Each line below containing the word "dimensions" needs to be shown.

Collected data entries:
◇ ◇ ◇ ◇ ◇ ◇ ◇

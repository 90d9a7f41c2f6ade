//! Persistent embedding record, content-addressed ids, and the vector byte codec.

use chrono::{DateTime, Utc};
use serde::Serialize;

use crate::chunker::{Chunk, ChunkMetadata};
use crate::error::{IndexError, Result};

/// Number of leading content characters that participate in the record id.
pub const ID_CONTENT_PREFIX: usize = 100;

/// One embedded chunk as held by the store.
#[derive(Debug, Clone, PartialEq, Serialize)]
pub struct EmbeddingRecord {
    pub id: String,
    /// Path relative to the project root, `/`-separated.
    pub file_path: String,
    pub chunk_index: usize,
    pub content: String,
    pub metadata: ChunkMetadata,
    /// blake3 of the whole file at indexing time; empty when some chunks of the
    /// file failed to embed, which forces a retry on the next run.
    pub file_hash: String,
    #[serde(skip)]
    pub vector: Vec<f32>,
    pub created_at: DateTime<Utc>,
    pub updated_at: DateTime<Utc>,
}

impl EmbeddingRecord {
    #[must_use]
    pub fn new(
        file_path: &str,
        chunk_index: usize,
        chunk: Chunk,
        file_hash: &str,
        vector: Vec<f32>,
    ) -> Self {
        let now = Utc::now();
        Self {
            id: record_id(file_path, chunk_index, &chunk.text),
            file_path: file_path.to_owned(),
            chunk_index,
            content: chunk.text,
            metadata: chunk.metadata,
            file_hash: file_hash.to_owned(),
            vector,
            created_at: now,
            updated_at: now,
        }
    }

    #[must_use]
    pub fn dimensions(&self) -> usize {
        self.vector.len()
    }
}

/// Deterministic id over `(path, chunk index, first 100 chars of content)`.
#[must_use]
pub fn record_id(file_path: &str, chunk_index: usize, content: &str) -> String {
    let prefix_end = content
        .char_indices()
        .nth(ID_CONTENT_PREFIX)
        .map_or(content.len(), |(i, _)| i);

    let mut hasher = blake3::Hasher::new();
    hasher.update(file_path.as_bytes());
    hasher.update(b":");
    hasher.update(chunk_index.to_string().as_bytes());
    hasher.update(b":");
    hasher.update(&content.as_bytes()[..prefix_end]);
    hasher.finalize().to_hex().to_string()
}

/// blake3 hex digest of a whole file's content.
#[must_use]
pub fn content_hash(content: &str) -> String {
    blake3::hash(content.as_bytes()).to_hex().to_string()
}

/// Encode a vector as N little-endian `f32`s.
#[must_use]
pub fn encode_vector(vector: &[f32]) -> Vec<u8> {
    vector.iter().flat_map(|v| v.to_le_bytes()).collect()
}

/// Decode N little-endian `f32`s, checking the byte length against `dimensions`.
///
/// # Errors
///
/// Returns `IndexError::Codec` if the length is not a multiple of 4 or does
/// not match `dimensions`.
pub fn decode_vector(bytes: &[u8], dimensions: usize) -> Result<Vec<f32>> {
    if bytes.len() % 4 != 0 {
        return Err(IndexError::Codec(format!(
            "vector byte length {} is not a multiple of 4",
            bytes.len()
        )));
    }
    if bytes.len() / 4 != dimensions {
        return Err(IndexError::Codec(format!(
            "vector has {} floats, expected {dimensions}",
            bytes.len() / 4
        )));
    }
    Ok(bytes
        .chunks_exact(4)
        .map(|b| f32::from_le_bytes([b[0], b[1], b[2], b[3]]))
        .collect())
}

◇ ◇ ◇ ◇ ◇ ◇ ◇

WORKED SOLUTION:
    pub fn dimensions(&self) -> usize {
/// Decode N little-endian `f32`s, checking the byte length against `dimensions`.
/// not match `dimensions`.
pub fn decode_vector(bytes: &[u8], dimensions: usize) -> Result<Vec<f32>> {
    if bytes.len() / 4 != dimensions {
            "vector has {} floats, expected {dimensions}",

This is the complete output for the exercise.